Le conservateur sourit. « Celui-ci est à l'extérieur, comme vous l'avez demandé. Il surplombe l'Eure — sans doute aurez-vous une belle vue sur les lavandières. »
Ils sortirent. Le jardin de la bibliothèque descendait vers la rivière. Un banc de bois neuf, simple, était placé sous un tilleul, face à la vallée.
Il portait une plaque de cuivre :
*À HENRI ET MARGUERITE* *DONT LE MANUSCRIT NOUS A APPRIS* *À NE PAS FINIR SEULS*
Elodie resta un long moment immobile, la main posée sur le dossier du banc. James s'assit — elle s'assit à côté de lui.
« Tu crois qu'ils se seraient aimés ? », demanda-t-elle. « Henri et Marguerite — les vrais. »
James réfléchit. Le soleil de novembre, bas et jaune, traversait le tilleul.
« Je crois qu'ils se seraient compris », dit-il.
Elle sortit le locket de sa poche et l'ouvrit. Les deux miniatures — les leurs, peut-être peintes par un artisan qu'ils ne rencontreraient jamais, dans un atelier de la Loire qui les avait vus venir et avait travaillé dans l'ombre pour eux — semblaient les regarder.
Elle le referma et le remit dans sa poche.
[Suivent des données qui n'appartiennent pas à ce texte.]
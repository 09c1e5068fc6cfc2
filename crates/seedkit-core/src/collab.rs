use std::collections::{BTreeMap, HashMap};

use serde::{Deserialize, Serialize};
use thiserror::Error;

use crate::schema::{RecordId, Schema, SchemaDefinition, SchemaId};
use crate::value::RecordDraft;

/// Source of schema documents.
pub trait SchemaProvider {
    fn get_schema(&self, id: SchemaId) -> Option<SchemaDefinition>;
}

/// Rejection reported by a persistence writer.
#[derive(Debug, Clone, PartialEq, Eq, Error)]
#[error("commit rejected: {}", .errors.join("; "))]
pub struct CommitError {
    pub errors: Vec<String>,
}

impl CommitError {
    pub fn new(message: impl Into<String>) -> Self {
        Self {
            errors: vec![message.into()],
        }
    }
}

/// Record store that assigns identities to committed drafts.
pub trait PersistenceWriter {
    /// Called once per run before the first commit.
    fn prepare(&mut self, schema: &Schema) -> Result<(), CommitError> {
        let _ = schema;
        Ok(())
    }

    fn commit(&mut self, schema_id: SchemaId, draft: &RecordDraft)
    -> Result<RecordId, CommitError>;
}

/// Already-parsed request values addressed by key.
pub trait RawInput {
    fn get(&self, key: &str) -> Option<&str>;

    /// Value with surrounding whitespace removed, treating empty as absent.
    fn get_non_empty(&self, key: &str) -> Option<&str> {
        self.get(key)
            .map(str::trim)
            .filter(|value| !value.is_empty())
    }
}

impl RawInput for BTreeMap<String, String> {
    fn get(&self, key: &str) -> Option<&str> {
        BTreeMap::get(self, key).map(String::as_str)
    }
}

impl RawInput for HashMap<String, String> {
    fn get(&self, key: &str) -> Option<&str> {
        HashMap::get(self, key).map(String::as_str)
    }
}

/// Schema provider backed by an in-memory map.
#[derive(Debug, Clone, Default)]
pub struct MemorySchemaProvider {
    schemas: BTreeMap<SchemaId, SchemaDefinition>,
}

impl MemorySchemaProvider {
    pub fn new() -> Self {
        Self::default()
    }

    pub fn insert(&mut self, schema: SchemaDefinition) {
        self.schemas.insert(schema.id, schema);
    }

    pub fn ids(&self) -> impl Iterator<Item = SchemaId> + '_ {
        self.schemas.keys().copied()
    }
}

impl FromIterator<SchemaDefinition> for MemorySchemaProvider {
    fn from_iter<I: IntoIterator<Item = SchemaDefinition>>(iter: I) -> Self {
        let mut provider = Self::new();
        for schema in iter {
            provider.insert(schema);
        }
        provider
    }
}

impl SchemaProvider for MemorySchemaProvider {
    fn get_schema(&self, id: SchemaId) -> Option<SchemaDefinition> {
        self.schemas.get(&id).cloned()
    }
}

/// Record accepted by a [`MemoryWriter`].
#[derive(Debug, Clone, PartialEq, Serialize, Deserialize)]
pub struct CommittedRecord {
    pub record_id: RecordId,
    pub schema_id: SchemaId,
    pub values: serde_json::Value,
}

/// Persistence writer keeping committed records in memory.
///
/// Record ids are assigned sequentially starting at `first_id`.
#[derive(Debug, Clone)]
pub struct MemoryWriter {
    next_id: RecordId,
    records: Vec<CommittedRecord>,
    prepared: Vec<SchemaId>,
}

impl Default for MemoryWriter {
    fn default() -> Self {
        Self::starting_at(1)
    }
}

impl MemoryWriter {
    pub fn new() -> Self {
        Self::default()
    }

    pub fn starting_at(first_id: RecordId) -> Self {
        Self {
            next_id: first_id,
            records: Vec::new(),
            prepared: Vec::new(),
        }
    }

    pub fn records(&self) -> &[CommittedRecord] {
        &self.records
    }

    pub fn prepared(&self) -> &[SchemaId] {
        &self.prepared
    }
}

impl PersistenceWriter for MemoryWriter {
    fn prepare(&mut self, schema: &Schema) -> Result<(), CommitError> {
        self.prepared.push(schema.id);
        Ok(())
    }

    fn commit(
        &mut self,
        schema_id: SchemaId,
        draft: &RecordDraft,
    ) -> Result<RecordId, CommitError> {
        let values = serde_json::to_value(draft)
            .map_err(|err| CommitError::new(format!("draft serialization failed: {err}")))?;
        let record_id = self.next_id;
        self.next_id += 1;
        self.records.push(CommittedRecord {
            record_id,
            schema_id,
            values,
        });
        Ok(record_id)
    }
}
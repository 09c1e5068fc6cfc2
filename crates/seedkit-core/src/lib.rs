//! Core contracts and helpers for seedkit.
//!
//! This crate defines the schema types, the field-type catalog, the plugin
//! capability traits, and the collaborator contracts shared by the request
//! validator, the generation engine, and the CLI.

pub mod collab;
pub mod error;
pub mod keys;
pub mod options;
pub mod plugin;
pub mod schema;
pub mod types;
pub mod validation;
pub mod value;

pub use collab::{
    CommitError, CommittedRecord, MemorySchemaProvider, MemoryWriter, PersistenceWriter, RawInput,
    SchemaProvider,
};
pub use error::{Error, Result};
pub use options::{FieldOptions, Populate};
pub use plugin::{
    FieldContext, FieldTypePlugin, OptionPlugin, PluginError, PluginSource, Setting, SettingsScope,
};
pub use schema::{
    Cell, Field, FieldDefinition, FieldId, FieldKey, RecordId, Schema, SchemaDefinition, SchemaId,
};
pub use types::{ResolvedType, TypeCatalog};
pub use validation::validate_definition;
pub use value::{FieldValue, RecordDraft};

/// Current contract version for schema documents.
pub const SCHEMA_VERSION: &str = "0.1";
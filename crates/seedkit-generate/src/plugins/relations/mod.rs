//! Plugins that link generated records to other records.

use rand::seq::SliceRandom;
use rand::{Rng, RngCore};
use serde_json::{Value, json};
use tracing::debug;

use seedkit_core::keys::setting_key;
use seedkit_core::{
    Field, FieldContext, FieldId, FieldTypePlugin, FieldValue, PluginError, RawInput, RecordDraft,
    RecordId, SchemaId, Setting, SettingsScope,
};

use crate::plugins::{PluginFactory, count_setting, parse_positive};

const DEFAULT_MAX_RELATIONS: u32 = 3;

const PLAYA_SETTINGS: &[Setting] = &[
    Setting::required("related_ids"),
    Setting::optional("max_relations").with_count(DEFAULT_MAX_RELATIONS),
];

pub fn register(factory: &mut PluginFactory) {
    factory.register_field("playa", || Box::new(PlayaPlugin::default()));
    factory.register_field("structure", || Box::new(StructureFieldPlugin::default()));
}

/// Links between a committed record and its related records.
#[derive(Debug, Clone, PartialEq, Eq)]
pub struct RelationLinks {
    pub record_id: RecordId,
    pub field_id: FieldId,
    pub related: Vec<RecordId>,
}

/// Relationship field: picks related records from a candidate id list.
#[derive(Debug, Default)]
pub struct PlayaPlugin {
    links: Vec<RelationLinks>,
}

impl PlayaPlugin {
    pub fn links(&self) -> &[RelationLinks] {
        &self.links
    }
}

fn parse_related_ids(raw: Option<&str>) -> Result<Vec<RecordId>, PluginError> {
    let Some(raw) = raw else {
        return Ok(Vec::new());
    };
    let mut ids = Vec::new();
    for part in raw.split(',').map(str::trim).filter(|part| !part.is_empty()) {
        let id = part.parse::<RecordId>().map_err(|_| {
            PluginError::InvalidConfig(format!("related_ids contains invalid record id '{part}'"))
        })?;
        if !ids.contains(&id) {
            ids.push(id);
        }
    }
    Ok(ids)
}

fn related_ids(extra: &Value) -> Vec<RecordId> {
    extra
        .get("related_ids")
        .and_then(Value::as_array)
        .map(|ids| ids.iter().filter_map(Value::as_u64).collect())
        .unwrap_or_default()
}

impl FieldTypePlugin for PlayaPlugin {
    fn id(&self) -> &'static str {
        "playa"
    }

    fn settings(&self) -> &'static [Setting] {
        PLAYA_SETTINGS
    }

    fn get_settings(&self, field_id: FieldId, scope: &SettingsScope<'_>) -> Value {
        json!({
            "settings": self.settings(),
            "schema_id": scope.schema.id,
            "field": scope.schema.field(field_id).map(|field| field.name.as_str()),
        })
    }

    /// Parses the candidate ids; an empty value is reported as a missing setting.
    fn handle_extra(
        &self,
        field: &Field,
        schema_id: SchemaId,
        input: &dyn RawInput,
    ) -> Result<Value, PluginError> {
        parse_positive(
            input.get(&setting_key(schema_id, field.id, "max_relations")),
            "max_relations",
        )?;
        let ids = parse_related_ids(input.get_non_empty(&setting_key(
            schema_id,
            field.id,
            "related_ids",
        )))?;
        Ok(json!({ "related_ids": ids }))
    }

    fn generate(
        &mut self,
        ctx: &FieldContext<'_>,
        rng: &mut dyn RngCore,
    ) -> Result<FieldValue, PluginError> {
        let mut candidates = related_ids(&ctx.options.extra);
        if candidates.is_empty() {
            return Ok(FieldValue::Ids(Vec::new()));
        }
        let max = count_setting(ctx.options, "max_relations", DEFAULT_MAX_RELATIONS)? as usize;
        let take = rng.random_range(1..=max.min(candidates.len()));
        candidates.shuffle(rng);
        candidates.truncate(take);
        Ok(FieldValue::Ids(candidates))
    }

    fn post_save(
        &mut self,
        record_id: RecordId,
        draft: &RecordDraft,
        ctx: &FieldContext<'_>,
    ) -> Result<(), PluginError> {
        let Some(value) = draft.field(ctx.field.key()) else {
            return Ok(());
        };
        if value.is_empty() {
            return Ok(());
        }
        let related = value.as_ids().ok_or_else(|| {
            PluginError::PostSave(format!(
                "field '{}' does not hold record ids",
                ctx.field.name
            ))
        })?;
        debug!(
            record_id,
            field_id = ctx.field_id,
            related = related.len(),
            "relations linked"
        );
        self.links.push(RelationLinks {
            record_id,
            field_id: ctx.field_id,
            related: related.to_vec(),
        });
        Ok(())
    }
}

/// Page link to a record committed earlier in the same run.
#[derive(Debug, Default)]
pub struct StructureFieldPlugin {
    committed: Vec<RecordId>,
}

impl FieldTypePlugin for StructureFieldPlugin {
    fn id(&self) -> &'static str {
        "structure"
    }

    fn generate(
        &mut self,
        _ctx: &FieldContext<'_>,
        rng: &mut dyn RngCore,
    ) -> Result<FieldValue, PluginError> {
        if self.committed.is_empty() {
            return Ok(FieldValue::Ids(Vec::new()));
        }
        let idx = rng.random_range(0..self.committed.len());
        Ok(FieldValue::Ids(vec![self.committed[idx]]))
    }

    fn post_save(
        &mut self,
        record_id: RecordId,
        _draft: &RecordDraft,
        _ctx: &FieldContext<'_>,
    ) -> Result<(), PluginError> {
        self.committed.push(record_id);
        Ok(())
    }
}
Une brise sur l'Eure apporta une odeur de bois humide et de feuilles. James posa sa main sur la sienne — elle ne la retira pas. Ils restèrent là, sans parler, pendant longtemps.
Finalement, il fallut rentrer — un train, un dîner, un cours le lendemain. Elodie se leva, puis se retourna vers le banc. Elle lut encore une fois les deux mots — *Henri et Marguerite* — et murmura, presque à elle-même :
« C'est fini, alors. »
James se leva à côté d'elle.
« Non », dit-il doucement. « C'est commencé. »
Il prit sa main — non plus sous une table, mais en pleine lumière — et ils quittèrent le jardin. Derrière eux, la plaque de cuivre brillait dans le soleil bas.
Le folio, lui, était resté à Oxford, dans son coffre. Son signet d'argent y était toujours. Et — bien que personne ne pût le vérifier, car les chercheurs passaient et rendaient les manuscrits sans jamais oser déranger les pages que la tradition protégeait — ceux qui prétendaient l'avoir vu disaient que le signet semblait avoir bougé, très légèrement, d'un centimètre vers un espace blanc situé plus haut dans le texte.
Espace que les éditions précédentes — toutes les éditions — avaient laissé vide.